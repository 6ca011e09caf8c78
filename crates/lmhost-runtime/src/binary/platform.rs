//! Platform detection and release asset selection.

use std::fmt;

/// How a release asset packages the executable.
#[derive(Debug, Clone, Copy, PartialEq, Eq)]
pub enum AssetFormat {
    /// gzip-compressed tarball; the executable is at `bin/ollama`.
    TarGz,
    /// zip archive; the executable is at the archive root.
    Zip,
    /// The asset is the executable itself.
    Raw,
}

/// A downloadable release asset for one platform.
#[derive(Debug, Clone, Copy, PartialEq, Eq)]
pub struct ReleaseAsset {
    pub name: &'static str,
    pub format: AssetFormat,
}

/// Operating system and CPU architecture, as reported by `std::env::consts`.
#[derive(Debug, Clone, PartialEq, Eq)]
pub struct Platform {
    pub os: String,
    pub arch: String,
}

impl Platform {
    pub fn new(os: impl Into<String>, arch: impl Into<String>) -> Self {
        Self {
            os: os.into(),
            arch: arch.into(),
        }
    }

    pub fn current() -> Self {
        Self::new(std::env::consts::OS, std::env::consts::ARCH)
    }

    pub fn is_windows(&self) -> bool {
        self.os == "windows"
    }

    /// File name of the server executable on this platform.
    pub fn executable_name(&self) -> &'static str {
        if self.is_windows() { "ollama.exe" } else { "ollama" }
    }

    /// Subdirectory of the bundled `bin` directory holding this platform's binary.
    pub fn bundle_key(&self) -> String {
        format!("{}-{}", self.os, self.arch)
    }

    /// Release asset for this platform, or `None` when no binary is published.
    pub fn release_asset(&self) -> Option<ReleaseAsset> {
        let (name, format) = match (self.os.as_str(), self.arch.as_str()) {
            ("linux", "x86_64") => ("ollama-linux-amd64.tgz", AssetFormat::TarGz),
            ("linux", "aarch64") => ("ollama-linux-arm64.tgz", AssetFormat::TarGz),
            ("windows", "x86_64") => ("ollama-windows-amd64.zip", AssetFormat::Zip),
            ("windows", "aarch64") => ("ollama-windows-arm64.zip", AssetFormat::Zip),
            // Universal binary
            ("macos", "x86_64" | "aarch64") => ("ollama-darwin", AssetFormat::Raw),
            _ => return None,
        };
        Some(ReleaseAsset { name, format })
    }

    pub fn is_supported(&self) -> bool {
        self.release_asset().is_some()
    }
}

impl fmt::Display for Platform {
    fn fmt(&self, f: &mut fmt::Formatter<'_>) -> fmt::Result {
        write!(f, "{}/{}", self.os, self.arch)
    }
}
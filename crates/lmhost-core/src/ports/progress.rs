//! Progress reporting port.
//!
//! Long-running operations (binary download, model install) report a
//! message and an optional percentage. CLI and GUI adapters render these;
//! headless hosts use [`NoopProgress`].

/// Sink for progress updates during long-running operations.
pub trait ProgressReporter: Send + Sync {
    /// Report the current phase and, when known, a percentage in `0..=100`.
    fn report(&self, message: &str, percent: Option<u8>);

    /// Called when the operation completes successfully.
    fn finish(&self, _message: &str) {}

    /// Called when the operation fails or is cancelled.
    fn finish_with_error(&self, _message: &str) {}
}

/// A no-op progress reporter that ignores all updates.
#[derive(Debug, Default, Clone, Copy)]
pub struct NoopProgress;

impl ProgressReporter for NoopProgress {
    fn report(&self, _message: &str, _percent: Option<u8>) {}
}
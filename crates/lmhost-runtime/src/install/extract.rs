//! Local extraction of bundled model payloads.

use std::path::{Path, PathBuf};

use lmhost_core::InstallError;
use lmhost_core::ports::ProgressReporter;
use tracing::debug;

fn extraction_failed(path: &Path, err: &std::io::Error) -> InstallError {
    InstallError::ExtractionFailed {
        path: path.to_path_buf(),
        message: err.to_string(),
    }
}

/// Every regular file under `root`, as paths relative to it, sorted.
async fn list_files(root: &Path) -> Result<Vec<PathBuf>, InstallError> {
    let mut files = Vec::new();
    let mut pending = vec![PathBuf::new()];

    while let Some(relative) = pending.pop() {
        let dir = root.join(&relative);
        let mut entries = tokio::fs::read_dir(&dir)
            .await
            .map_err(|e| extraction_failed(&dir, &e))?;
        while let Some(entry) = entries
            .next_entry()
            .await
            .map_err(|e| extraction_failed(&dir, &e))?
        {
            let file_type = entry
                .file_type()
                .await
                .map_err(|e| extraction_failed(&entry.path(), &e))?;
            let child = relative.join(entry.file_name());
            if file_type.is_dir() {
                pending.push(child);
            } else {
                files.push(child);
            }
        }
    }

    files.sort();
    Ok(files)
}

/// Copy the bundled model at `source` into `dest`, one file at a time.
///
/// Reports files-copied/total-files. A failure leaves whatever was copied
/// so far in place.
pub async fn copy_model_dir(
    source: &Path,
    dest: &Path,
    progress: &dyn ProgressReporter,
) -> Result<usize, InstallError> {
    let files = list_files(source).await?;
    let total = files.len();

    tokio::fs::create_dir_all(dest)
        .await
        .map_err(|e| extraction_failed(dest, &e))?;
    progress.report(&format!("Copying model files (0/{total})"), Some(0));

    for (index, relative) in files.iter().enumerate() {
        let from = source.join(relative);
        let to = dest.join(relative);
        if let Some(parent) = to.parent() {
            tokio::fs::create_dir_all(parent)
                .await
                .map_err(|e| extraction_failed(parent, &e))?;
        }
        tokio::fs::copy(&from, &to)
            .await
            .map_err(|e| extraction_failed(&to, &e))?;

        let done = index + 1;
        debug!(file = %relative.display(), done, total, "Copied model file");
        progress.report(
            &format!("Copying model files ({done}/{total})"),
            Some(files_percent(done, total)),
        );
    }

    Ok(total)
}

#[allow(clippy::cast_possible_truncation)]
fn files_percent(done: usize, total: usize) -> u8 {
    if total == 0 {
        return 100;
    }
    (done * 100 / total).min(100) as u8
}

══════════════════════════════

Look for the word "Result" in the data, then return every line that contains it.

**Final answer:**
    fn fmt(&self, f: &mut fmt::Formatter<'_>) -> fmt::Result {
async fn list_files(root: &Path) -> Result<Vec<PathBuf>, InstallError> {
) -> Result<usize, InstallError> {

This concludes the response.